O deputado que entender necessário regular alguma questão na sociedade (por exemplo, proibir a publicidade de bebidas alcoólicas em programas de TV), pode apresentar um projeto de lei (PL). Na Alba, há a equipe técnica da Casa que pode ajudá-lo a elaborar uma proposição. O deputado não precisa ser nenhum advogado para fazer um projeto de lei. Ele precisa saber o que ele quer

O deputado pode sugerir, entre outras proposições: Emenda à Constituição, Projeto de Lei Complementar, Projeto de Lei Ordinária e Projeto de Resolução. Em sua atuação, ele pode agrupar-se em bancadas e blocos. As bancadas são formadas por grupos de deputados com, no mínimo, cinco em cada partido, sob a liderança de um deles. Os partidos podem unir-se, o que constitui um Bloco Parlamentar.

Protocolada uma proposição, ela segue para as comissões, que são colegiados de deputados. Na Assembleia, há comissões sobre diversos temas. Todos os projetos da Casa passam obrigatoriamente pela Comissão de Constituição e Justiça (CCJ). Essa comissão é que conclui se as matérias são constitucionais. Caso contrário, não podem avançar em sua tramitação. Após a CCJ, os PLs são dirigidos para as comissões temáticas, que analisam o mérito da proposta.

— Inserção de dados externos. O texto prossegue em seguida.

//! Linux `AF_PACKET` raw socket carrying whole Ethernet frames.

use std::ffi::{CStr, CString};
use std::io;
use std::mem;
use std::net::Ipv4Addr;
use std::os::unix::io::{AsRawFd, RawFd};
use std::ptr;
use std::time::Duration;

use ethlink::ether::EtherAddr;

/// Convert a host-order `u16` to network byte order.
#[inline]
pub fn htons(v: u16) -> u16 {
    v.to_be()
}

fn cvt(res: libc::c_int) -> io::Result<libc::c_int> {
    if res < 0 {
        Err(io::Error::last_os_error())
    } else {
        Ok(res)
    }
}

fn cvt_size(res: libc::ssize_t) -> io::Result<usize> {
    if res < 0 {
        Err(io::Error::last_os_error())
    } else {
        Ok(res as usize)
    }
}

fn interface_name(device: &str) -> io::Result<CString> {
    CString::new(device).map_err(|_| {
        io::Error::new(io::ErrorKind::InvalidInput, "interface name has a nul byte")
    })
}

/// Argument of the `SIOCGIFHWADDR` ioctl.
#[repr(C)]
struct IfreqHwaddr {
    ifr_name: [libc::c_char; libc::IF_NAMESIZE],
    ifr_hwaddr: libc::sockaddr,
    // The kernel copies a whole `struct ifreq`, whose union is 24 bytes.
    _pad: [u8; 8],
}

/// The first IPv4 address assigned to `device`, if any.
pub fn interface_ipv4_addr(device: &str) -> io::Result<Option<Ipv4Addr>> {
    let mut head: *mut libc::ifaddrs = ptr::null_mut();
    cvt(unsafe { libc::getifaddrs(&mut head) })?;

    let mut found = None;
    let mut cur = head;
    while !cur.is_null() {
        let ifa = unsafe { &*cur };
        cur = ifa.ifa_next;
        if ifa.ifa_addr.is_null() || ifa.ifa_name.is_null() {
            continue;
        }
        let name = unsafe { CStr::from_ptr(ifa.ifa_name) };
        let family = unsafe { (*ifa.ifa_addr).sa_family };
        if name.to_bytes() == device.as_bytes() && libc::c_int::from(family) == libc::AF_INET {
            let sin = unsafe { &*(ifa.ifa_addr as *const libc::sockaddr_in) };
            found = Some(Ipv4Addr::from(u32::from_be(sin.sin_addr.s_addr)));
            break;
        }
    }

    unsafe { libc::freeifaddrs(head) };
    Ok(found)
}

/// A raw link-layer socket bound to one interface and one EtherType.
#[derive(Debug)]
pub struct RawSocket {
    fd: RawFd,
    ifindex: libc::c_int,
    name: CString,
}

impl RawSocket {
    /// Open a socket on `device` that sees ARP frames only.
    pub fn open_arp(device: &str) -> io::Result<Self> {
        Self::open(device, libc::ETH_P_ARP as u16)
    }

    /// Open a socket on `device` for frames of type `ethertype`.
    pub fn open(device: &str, ethertype: u16) -> io::Result<Self> {
        let name = interface_name(device)?;
        let ifindex = unsafe { libc::if_nametoindex(name.as_ptr()) };
        if ifindex == 0 {
            return Err(io::Error::last_os_error());
        }

        let protocol = htons(ethertype);
        let fd = cvt(unsafe {
            libc::socket(libc::AF_PACKET, libc::SOCK_RAW, libc::c_int::from(protocol))
        })?;
        // Owned from here on, closed by drop on any error below.
        let socket = RawSocket {
            fd,
            ifindex: ifindex as libc::c_int,
            name,
        };

        let mut addr: libc::sockaddr_ll = unsafe { mem::zeroed() };
        addr.sll_family = libc::AF_PACKET as libc::c_ushort;
        addr.sll_protocol = protocol;
        addr.sll_ifindex = socket.ifindex;
        cvt(unsafe {
            libc::bind(
                socket.fd,
                &addr as *const libc::sockaddr_ll as *const libc::sockaddr,
                mem::size_of::<libc::sockaddr_ll>() as libc::socklen_t,
            )
        })?;

        Ok(socket)
    }

    /// Index of the bound interface.
    pub fn ifindex(&self) -> i32 {
        self.ifindex
    }

    /// Hardware address of the bound interface.
    pub fn hardware_addr(&self) -> io::Result<EtherAddr> {
        let mut req: IfreqHwaddr = unsafe { mem::zeroed() };
        let name = self.name.as_bytes();
        if name.len() >= libc::IF_NAMESIZE {
            return Err(io::Error::new(
                io::ErrorKind::InvalidInput,
                "interface name too long",
            ));
        }
        for (dst, &src) in req.ifr_name.iter_mut().zip(name) {
            *dst = src as libc::c_char;
        }

        let req_ptr = &mut req as *mut IfreqHwaddr;
        cvt(unsafe { libc::ioctl(self.fd, libc::SIOCGIFHWADDR as _, req_ptr) })?;

        if req.ifr_hwaddr.sa_family != libc::ARPHRD_ETHER {
            return Err(io::Error::new(
                io::ErrorKind::Unsupported,
                "interface is not an ethernet device",
            ));
        }
        let mut bytes = [0; 6];
        for (dst, &src) in bytes.iter_mut().zip(&req.ifr_hwaddr.sa_data) {
            *dst = src as u8;
        }
        Ok(EtherAddr(bytes))
    }

    /// Make `recv` give up with `WouldBlock` after `timeout`.
    pub fn set_read_timeout(&self, timeout: Duration) -> io::Result<()> {
        let tv = libc::timeval {
            tv_sec: timeout.as_secs() as libc::time_t,
            tv_usec: timeout.subsec_micros() as libc::suseconds_t,
        };
        cvt(unsafe {
            libc::setsockopt(
                self.fd,
                libc::SOL_SOCKET,
                libc::SO_RCVTIMEO,
                &tv as *const libc::timeval as *const libc::c_void,
                mem::size_of::<libc::timeval>() as libc::socklen_t,
            )
        })?;
        Ok(())
    }

    /// Transmit one complete frame.
    pub fn send(&self, frame: &[u8]) -> io::Result<usize> {
        cvt_size(unsafe {
            libc::send(
                self.fd,
                frame.as_ptr() as *const libc::c_void,
                frame.len(),
                0,
            )
        })
    }

    /// Receive one frame into `buf`, returning its length.
    pub fn recv(&self, buf: &mut [u8]) -> io::Result<usize> {
        cvt_size(unsafe {
            libc::recv(
                self.fd,
                buf.as_mut_ptr() as *mut libc::c_void,
                buf.len(),
                0,
            )
        })
    }
}

impl AsRawFd for RawSocket {
    fn as_raw_fd(&self) -> RawFd {
        self.fd
    }
}

impl Drop for RawSocket {
    fn drop(&mut self) {
        unsafe {
            libc::close(self.fd);
        }
    }
}

#[cfg(test)]
mod tests {
    use super::*;

    #[test]
    fn htons_is_network_order() {
        assert_eq!(htons(0x1234).to_ne_bytes(), [0x12, 0x34]);
        assert_eq!(htons(libc::ETH_P_ARP as u16).to_ne_bytes(), [0x08, 0x06]);
    }

    #[test]
    fn unknown_interface() {
        let err = RawSocket::open_arp("no-such-if0").unwrap_err();
        assert_ne!(err.kind(), io::ErrorKind::InvalidInput);
        let err = RawSocket::open_arp("bad\0name").unwrap_err();
        assert_eq!(err.kind(), io::ErrorKind::InvalidInput);
    }

    #[test]
    fn no_ipv4_addr_for_unknown_interface() {
        assert_eq!(interface_ipv4_addr("no-such-if0").unwrap(), None);
    }
}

As matérias na Alba devem passar por, pelo menos, uma comissão temática ou, no máximo, três. Nas comissões, há os relatores. Eles são incumbidos de analisar o PL e indicarem ou não a sua aprovação. A análise do relator é submetida a votação.

A análise nas comissões é o momento em que os deputados e a sociedade podem discutir e interferir no projeto. Esses momentos de discussão, como as reuniões ordinárias e as audiências públicas, visam dar subsídios aos deputados na tramitação de suas proposições, discutir a execução de políticas públicas e tratar de assuntos que estejam na agenda da sociedade.

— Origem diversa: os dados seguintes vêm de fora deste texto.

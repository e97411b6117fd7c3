use bytes::{BufMut, Bytes, BytesMut};

use super::{EtherFrame, ETHER_HEADER_LEN};
use crate::error::{check_len, Result};

/// Length of the physical-layer preamble, start-of-frame delimiter included.
pub const PREAMBLE_LEN: usize = 8;
/// Length of the trailing frame-check sequence.
pub const FCS_LEN: usize = 4;
/// Preamble written by [`EtherPacket::new`].
pub const DEFAULT_PREAMBLE: [u8; PREAMBLE_LEN] = [0, 0, 0, 0, 0, 0, 1, 0];

/// A frame together with its physical-layer envelope.
///
/// Preamble and FCS are carried as given. Nothing here computes or checks
/// them against the frame content.
#[derive(Debug, Clone, PartialEq, Eq)]
pub struct EtherPacket {
    /// Preamble and start-of-frame delimiter.
    pub preamble: [u8; PREAMBLE_LEN],
    /// The enclosed frame.
    pub frame: EtherFrame,
    /// Frame-check sequence.
    pub fcs: [u8; FCS_LEN],
}

impl EtherPacket {
    /// Wrap `frame` with the default preamble and a zeroed FCS.
    pub fn new(frame: EtherFrame) -> Self {
        Self {
            preamble: DEFAULT_PREAMBLE,
            frame,
            fcs: [0; FCS_LEN],
        }
    }

    /// Split `buf` into preamble, frame and FCS.
    ///
    /// The FCS is taken from the last four bytes, everything between the
    /// preamble and the FCS is decoded as a frame.
    pub fn decode(buf: &[u8]) -> Result<Self> {
        check_len(buf, PREAMBLE_LEN + ETHER_HEADER_LEN + FCS_LEN)?;

        let fcs_start = buf.len() - FCS_LEN;
        let frame = EtherFrame::decode(&buf[PREAMBLE_LEN..fcs_start])?;

        let mut preamble = [0; PREAMBLE_LEN];
        preamble.copy_from_slice(&buf[..PREAMBLE_LEN]);
        let mut fcs = [0; FCS_LEN];
        fcs.copy_from_slice(&buf[fcs_start..]);

        Ok(Self {
            preamble,
            frame,
            fcs,
        })
    }

    /// Serialize preamble, frame and FCS in transmission order.
    pub fn encode(&self) -> Bytes {
        let mut buf = BytesMut::with_capacity(self.len());
        buf.put_slice(&self.preamble);
        self.frame.encode_into(&mut buf);
        buf.put_slice(&self.fcs);
        buf.freeze()
    }

    /// Total length of the encoded packet.
    pub fn len(&self) -> usize {
        PREAMBLE_LEN + self.frame.len() + FCS_LEN
    }

    /// Never empty, see [`EtherFrame::is_empty`].
    pub fn is_empty(&self) -> bool {
        false
    }
}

 Além das reuniões ordinárias e das audiências, existem ainda os ciclos de debates, fóruns técnicos e seminários para aprofundar ainda mais a discussão de temas. Cabe ressaltar que todos esses espaços são abertos a qualquer cidadão, que pode participar de forma presencial ou virtual.

A palavra final para a aprovação ou não de uma matéria cabe ao Plenário, destino dos projetos após passarem pelas comissões. O(a) presidente da Assembleia tem a prerrogativa de fazer a pauta do Plenário. Contudo, também contribui para isso a capacidade de diálogo e articulação entre os líderes e mesmo o desempenho de cada parlamentar, como parte do jogo político.

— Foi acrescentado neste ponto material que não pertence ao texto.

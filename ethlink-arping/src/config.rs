//! Configuration file for the arping tool.

use std::fmt;
use std::fs;
use std::net::Ipv4Addr;
use std::path::Path;
use std::time::Duration;

use anyhow::{bail, Context, Result};
use ethlink::ether::EtherAddr;
use serde::{Deserialize, Deserializer};
use tracing::{debug, warn};

/// Settings read from a TOML file.
#[derive(Debug, Clone, PartialEq, Eq, Deserialize)]
#[serde(rename_all = "kebab-case", deny_unknown_fields)]
pub struct Config {
    /// Interface to send the request on.
    pub device: String,

    /// Our hardware address. Read from the interface when absent.
    #[serde(default, deserialize_with = "ether_addr")]
    pub vmac: Option<EtherAddr>,

    /// Our IPv4 address. Read from the interface when absent.
    #[serde(default)]
    pub vip: Option<Ipv4Addr>,

    /// Netmask of our IPv4 address.
    #[serde(default = "default_vmask")]
    pub vmask: Ipv4Addr,

    /// Informational, ARP does not carry a TTL.
    #[serde(default = "default_ip_ttl")]
    pub ip_ttl: u8,

    /// Address to resolve. The command line may override it.
    #[serde(default)]
    pub target: Option<Ipv4Addr>,

    /// How long to wait for the reply.
    #[serde(default = "default_timeout_ms")]
    pub timeout_ms: u64,
}

fn default_vmask() -> Ipv4Addr {
    Ipv4Addr::new(255, 255, 255, 0)
}

fn default_ip_ttl() -> u8 {
    64
}

fn default_timeout_ms() -> u64 {
    3000
}

fn ether_addr<'de, D: Deserializer<'de>>(deserializer: D) -> Result<Option<EtherAddr>, D::Error> {
    let text = String::deserialize(deserializer)?;
    text.parse().map(Some).map_err(serde::de::Error::custom)
}

/// The addresses a request is sent from.
#[derive(Debug, Clone, Copy, PartialEq, Eq)]
pub struct LocalAddrs {
    pub mac: EtherAddr,
    pub ip: Ipv4Addr,
    pub mask: Ipv4Addr,
}

impl LocalAddrs {
    /// Whether `addr` lies in our subnet.
    pub fn in_subnet(&self, addr: Ipv4Addr) -> bool {
        let mask = u32::from(self.mask);
        u32::from(self.ip) & mask == u32::from(addr) & mask
    }
}

impl Config {
    /// Read and parse the file at `path`.
    pub fn load<P: AsRef<Path>>(path: P) -> Result<Self> {
        let path = path.as_ref();
        let text = fs::read_to_string(path)
            .with_context(|| format!("failed to read {}", path.display()))?;
        Self::parse(&text).with_context(|| format!("failed to parse {}", path.display()))
    }

    /// Parse configuration text.
    pub fn parse(text: &str) -> Result<Self> {
        let config: Config = toml::from_str(text)?;
        Ok(config)
    }

    /// Settle our addresses from the configuration and what the interface
    /// reports.
    ///
    /// A configured value is used as given, with a warning when the
    /// interface disagrees. A missing one is taken from the interface.
    pub fn local_addrs(
        &self,
        iface_mac: Option<EtherAddr>,
        iface_ip: Option<Ipv4Addr>,
    ) -> Result<LocalAddrs> {
        Ok(LocalAddrs {
            mac: pick("vmac", self.vmac, iface_mac, &self.device)?,
            ip: pick("vip", self.vip, iface_ip, &self.device)?,
            mask: self.vmask,
        })
    }

    pub fn timeout(&self) -> Duration {
        Duration::from_millis(self.timeout_ms)
    }
}

fn pick<T>(key: &str, configured: Option<T>, iface: Option<T>, device: &str) -> Result<T>
where
    T: Copy + PartialEq + fmt::Display,
{
    match (configured, iface) {
        (Some(configured), Some(iface)) if configured != iface => {
            warn!(
                key,
                %configured,
                interface = %iface,
                device,
                "configured address differs from the interface, replies may not reach us"
            );
            Ok(configured)
        }
        (Some(configured), _) => Ok(configured),
        (None, Some(iface)) => {
            debug!(key, value = %iface, device, "using address of the interface");
            Ok(iface)
        }
        (None, None) => bail!("{} is not configured and {} does not report one", key, device),
    }
}

#[cfg(test)]
mod tests {
    use super::*;

    const MINIMAL: &str = r#"
        device = "eth0"
    "#;

    const IFACE_MAC: EtherAddr = EtherAddr([0x02, 0, 0, 0, 0, 0x99]);
    const IFACE_IP: Ipv4Addr = Ipv4Addr::new(10, 0, 0, 99);

    #[test]
    fn full_config() {
        let config = Config::parse(
            r#"
            device = "enp0s5"
            vmac = "AA:BB:CC:DD:EE:FF"
            vip = "10.211.55.23"
            vmask = "255.255.0.0"
            ip-ttl = 32
            target = "10.211.55.1"
            timeout-ms = 500
            "#,
        )
        .unwrap();
        assert_eq!(config.device, "enp0s5");
        assert_eq!(
            config.vmac,
            Some(EtherAddr([0xaa, 0xbb, 0xcc, 0xdd, 0xee, 0xff]))
        );
        assert_eq!(config.vip, Some(Ipv4Addr::new(10, 211, 55, 23)));
        assert_eq!(config.vmask, Ipv4Addr::new(255, 255, 0, 0));
        assert_eq!(config.ip_ttl, 32);
        assert_eq!(config.target, Some(Ipv4Addr::new(10, 211, 55, 1)));
        assert_eq!(config.timeout(), Duration::from_millis(500));
    }

    #[test]
    fn defaults() {
        let config = Config::parse(MINIMAL).unwrap();
        assert_eq!(config.vmac, None);
        assert_eq!(config.vip, None);
        assert_eq!(config.vmask, Ipv4Addr::new(255, 255, 255, 0));
        assert_eq!(config.ip_ttl, 64);
        assert_eq!(config.target, None);
        assert_eq!(config.timeout_ms, 3000);
    }

    #[test]
    fn bad_mac_rejected() {
        let res = Config::parse(
            r#"
            device = "eth0"
            vmac = "02:00:00:00:01"
            "#,
        );
        assert!(res.is_err());
    }

    #[test]
    fn local_addrs_from_interface() {
        let config = Config::parse(MINIMAL).unwrap();
        let local = config
            .local_addrs(Some(IFACE_MAC), Some(IFACE_IP))
            .unwrap();
        assert_eq!(local.mac, IFACE_MAC);
        assert_eq!(local.ip, IFACE_IP);
        assert_eq!(local.mask, Ipv4Addr::new(255, 255, 255, 0));
    }

    #[test]
    fn local_addrs_configured_wins() {
        let config = Config::parse(
            r#"
            device = "eth0"
            vmac = "02:00:00:00:00:01"
            vip = "10.0.0.1"
            "#,
        )
        .unwrap();
        let local = config
            .local_addrs(Some(IFACE_MAC), Some(IFACE_IP))
            .unwrap();
        assert_eq!(local.mac, EtherAddr([0x02, 0, 0, 0, 0, 0x01]));
        assert_eq!(local.ip, Ipv4Addr::new(10, 0, 0, 1));

        // Nothing to compare against, the configuration is still used.
        let local = config.local_addrs(None, None).unwrap();
        assert_eq!(local.mac, EtherAddr([0x02, 0, 0, 0, 0, 0x01]));
    }

    #[test]
    fn local_addrs_mixed_sources() {
        let config = Config::parse(
            r#"
            device = "eth0"
            vip = "10.0.0.1"
            "#,
        )
        .unwrap();
        let local = config.local_addrs(Some(IFACE_MAC), None).unwrap();
        assert_eq!(local.mac, IFACE_MAC);
        assert_eq!(local.ip, Ipv4Addr::new(10, 0, 0, 1));
    }

    #[test]
    fn local_addrs_missing() {
        let config = Config::parse(MINIMAL).unwrap();
        let err = config.local_addrs(None, Some(IFACE_IP)).unwrap_err();
        assert!(err.to_string().contains("vmac"));
        let err = config.local_addrs(Some(IFACE_MAC), None).unwrap_err();
        assert!(err.to_string().contains("vip"));
    }

    #[test]
    fn subnet_check() {
        let local = LocalAddrs {
            mac: IFACE_MAC,
            ip: Ipv4Addr::new(10, 0, 0, 1),
            mask: Ipv4Addr::new(255, 255, 255, 0),
        };
        assert!(local.in_subnet(Ipv4Addr::new(10, 0, 0, 254)));
        assert!(!local.in_subnet(Ipv4Addr::new(10, 0, 1, 1)));
    }

    #[test]
    fn sample_file_loads() {
        let path = Path::new(env!("CARGO_MANIFEST_DIR")).join("arping.toml");
        let config = Config::load(path).unwrap();
        assert_eq!(config.target, Some(Ipv4Addr::new(10, 0, 0, 2)));
    }
}
//! Resolve one IPv4 address to a MAC address over a raw Ethernet socket.

mod config;
mod socket;

use std::io;
use std::net::Ipv4Addr;
use std::path::PathBuf;
use std::time::{Duration, Instant};

use anyhow::{bail, Context, Result};
use clap::Parser;
use ethlink::arp::ArpPacket;
use ethlink::ether::{EtherAddr, EtherFrame};
use tracing::{debug, info, warn};
use tracing_subscriber::{fmt, prelude::*, EnvFilter};

use config::Config;
use socket::RawSocket;

// Largest untagged frame without FCS.
const MAX_FRAME_LEN: usize = 1514;

#[derive(Parser)]
#[command(name = "ethlink-arping")]
#[command(about = "Send an ARP request and wait for the reply")]
#[command(version = env!("CARGO_PKG_VERSION"))]
struct Cli {
    /// Configuration file path
    #[arg(short, long)]
    config: PathBuf,

    /// Address to resolve, overrides `target` from the configuration
    #[arg(short, long)]
    target: Option<Ipv4Addr>,

    /// Enable verbose logging
    #[arg(short, long)]
    verbose: bool,
}

fn main() -> Result<()> {
    let cli = Cli::parse();

    // RUST_LOG wins over --verbose.
    let fallback = if cli.verbose { "debug" } else { "info" };
    let env_filter =
        EnvFilter::try_from_default_env().unwrap_or_else(|_| EnvFilter::new(fallback));
    tracing_subscriber::registry()
        .with(env_filter)
        .with(fmt::layer().with_target(true).without_time())
        .try_init()
        .ok();

    let config = Config::load(&cli.config)?;
    let target = cli
        .target
        .or(config.target)
        .context("no target address in the configuration or on the command line")?;

    let socket = RawSocket::open_arp(&config.device)
        .with_context(|| format!("failed to open raw socket on {}", config.device))?;
    socket.set_read_timeout(Duration::from_millis(100))?;
    debug!(ifindex = socket.ifindex(), "socket bound");

    let iface_mac = socket
        .hardware_addr()
        .map_err(|err| warn!(%err, "cannot read interface mac address"))
        .ok();
    let iface_ip = socket::interface_ipv4_addr(&config.device)
        .map_err(|err| warn!(%err, "cannot list interface addresses"))
        .ok()
        .flatten();
    let local = config.local_addrs(iface_mac, iface_ip)?;

    info!(
        device = %config.device,
        mac = %local.mac,
        ip = %local.ip,
        mask = %local.mask,
        ttl = config.ip_ttl,
        "using local addresses"
    );
    if !local.in_subnet(target) {
        warn!(%target, "target is outside the local subnet, nobody may answer");
    }

    let request = ArpPacket::new_request(local.mac, EtherAddr::ZERO, local.ip, target);
    let frame = request.to_frame(EtherAddr::BROADCAST, local.mac).encode();
    let sent = socket.send(&frame).context("failed to send arp request")?;
    debug!(len = sent, "arp request sent");

    match wait_for_reply(&socket, target, config.timeout())? {
        Some(reply) => {
            println!("{} is at {}", reply.sender_ipv4_addr(), reply.sender_ether_addr());
            Ok(())
        }
        None => bail!("no reply from {} within {} ms", target, config.timeout_ms),
    }
}

fn wait_for_reply(
    socket: &RawSocket,
    target: Ipv4Addr,
    timeout: Duration,
) -> Result<Option<ArpPacket>> {
    let deadline = Instant::now() + timeout;
    let mut buf = [0u8; MAX_FRAME_LEN];

    while Instant::now() < deadline {
        let len = match socket.recv(&mut buf) {
            Ok(len) => len,
            Err(err)
                if matches!(
                    err.kind(),
                    io::ErrorKind::WouldBlock | io::ErrorKind::TimedOut | io::ErrorKind::Interrupted
                ) =>
            {
                continue
            }
            Err(err) => return Err(err).context("failed to receive"),
        };
        if let Some(reply) = match_reply(&buf[..len], target) {
            return Ok(Some(reply));
        }
    }
    Ok(None)
}

/// The ARP reply from `target` carried in `buf`, if that is what it holds.
fn match_reply(buf: &[u8], target: Ipv4Addr) -> Option<ArpPacket> {
    let arp = EtherFrame::decode(buf)
        .and_then(|frame| ArpPacket::from_frame(&frame))
        .map_err(|err| debug!(%err, "skipping frame"))
        .ok()?;
    if arp.is_reply() && arp.sender_ipv4_addr() == target {
        Some(arp)
    } else {
        debug!(op = %arp.operation(), sender = %arp.sender_ipv4_addr(), "ignoring arp packet");
        None
    }
}

#[cfg(test)]
mod tests {
    use super::*;
    use ethlink::arp::Operation;
    use ethlink::ether::EtherType;

    fn reply_from(ip: Ipv4Addr) -> Vec<u8> {
        ArpPacket::new(
            Operation::REPLY,
            EtherAddr([0x02, 0, 0, 0, 0, 0x22]),
            ip,
            EtherAddr([0x02, 0, 0, 0, 0, 0x11]),
            Ipv4Addr::new(10, 0, 0, 1),
        )
        .to_frame(EtherAddr([0x02, 0, 0, 0, 0, 0x11]), EtherAddr([0x02, 0, 0, 0, 0, 0x22]))
        .encode()
        .to_vec()
    }

    #[test]
    fn matches_reply_from_target() {
        let target = Ipv4Addr::new(10, 0, 0, 2);
        let reply = match_reply(&reply_from(target), target).unwrap();
        assert_eq!(reply.sender_ether_addr(), EtherAddr([0x02, 0, 0, 0, 0, 0x22]));
    }

    #[test]
    fn ignores_other_frames() {
        let target = Ipv4Addr::new(10, 0, 0, 2);
        assert!(match_reply(&reply_from(Ipv4Addr::new(10, 0, 0, 3)), target).is_none());

        let request = ArpPacket::new_request(
            EtherAddr([0x02, 0, 0, 0, 0, 0x22]),
            EtherAddr::ZERO,
            target,
            Ipv4Addr::new(10, 0, 0, 1),
        )
        .to_frame(EtherAddr::BROADCAST, EtherAddr([0x02, 0, 0, 0, 0, 0x22]))
        .encode();
        assert!(match_reply(&request, target).is_none());

        let ipv4 = EtherFrame::new(
            EtherAddr::BROADCAST,
            EtherAddr::ZERO,
            EtherType::Ipv4,
            vec![0u8; 28],
        );
        assert!(match_reply(&ipv4.encode(), target).is_none());

        assert!(match_reply(&[0xff; 10], target).is_none());
    }

    #[test]
    fn cli_parses() {
        let args = ["ethlink-arping", "-c", "arping.toml", "-t", "10.0.0.9", "-v"];
        let cli = Cli::try_parse_from(args).unwrap();
        assert_eq!(cli.config, PathBuf::from("arping.toml"));
        assert_eq!(cli.target, Some(Ipv4Addr::new(10, 0, 0, 9)));
        assert!(cli.verbose);
        assert!(Cli::try_parse_from(["ethlink-arping"]).is_err());
    }
}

As proposições podem tramitar em Turno Único ou em dois turnos. Se no primeiro turno de tramitação a matéria for aprovada pelo Plenário, ela avança para o segundo. Em seguida, a proposição volta para uma comissão temática, onde um relator também deve opinar pela aprovação ou rejeição.

Concluída a análise, a matéria é encaminhada novamente para discussão e votação em Plenário, recebendo, ao final, parecer pela aprovação ou rejeição. Se aprovada, torna-se uma proposição de lei, encaminhada ao governador, que pode sancionar ou vetar.

O governador pode vetar o projeto parcial ou totalmente. As partes ou o todo vetado são remetidos para a Alba novamente. O Parlamento também pode aprovar ou rejeitar o veto do governador. Para isso, são necessários os votos de 32 parlamentares.  Assim se completa um ciclo de um projeto.

Um outro aspecto diz respeito à função representativa do parlamentar. O deputado está na Alba também para encaminhar demandas da população junto ao Ministério Público, Executivo e Judiciário. Ele é o representante de segmentos da sociedade junto ao poder público. Então ele tem a função representativa. Esta função é uma das mais importantes. Muito mais importante do que a formulação de projetos, é a discussão dos problemas da sociedade.

Os gabinetes dos deputados, localizados todos na sede da Assembleia no Centro Administrativo da Bahia (CAB),, são espaços onde a sociedade pode reivindicar suas demandas, assim como as audiências públicas e outros eventos abertos à participação popular.

A produção legislativa tem sido intensa. Os baianos já dispõem de cerca de milhares de leis, embora o arcabouço jurídico da sociedade possa ser atualizado e alterado. Talvez o melhor deputado seja aquele que não apresentou nenhum projeto de lei, mas que trouxe uma discussão enorme e interferiu em projetos do governo.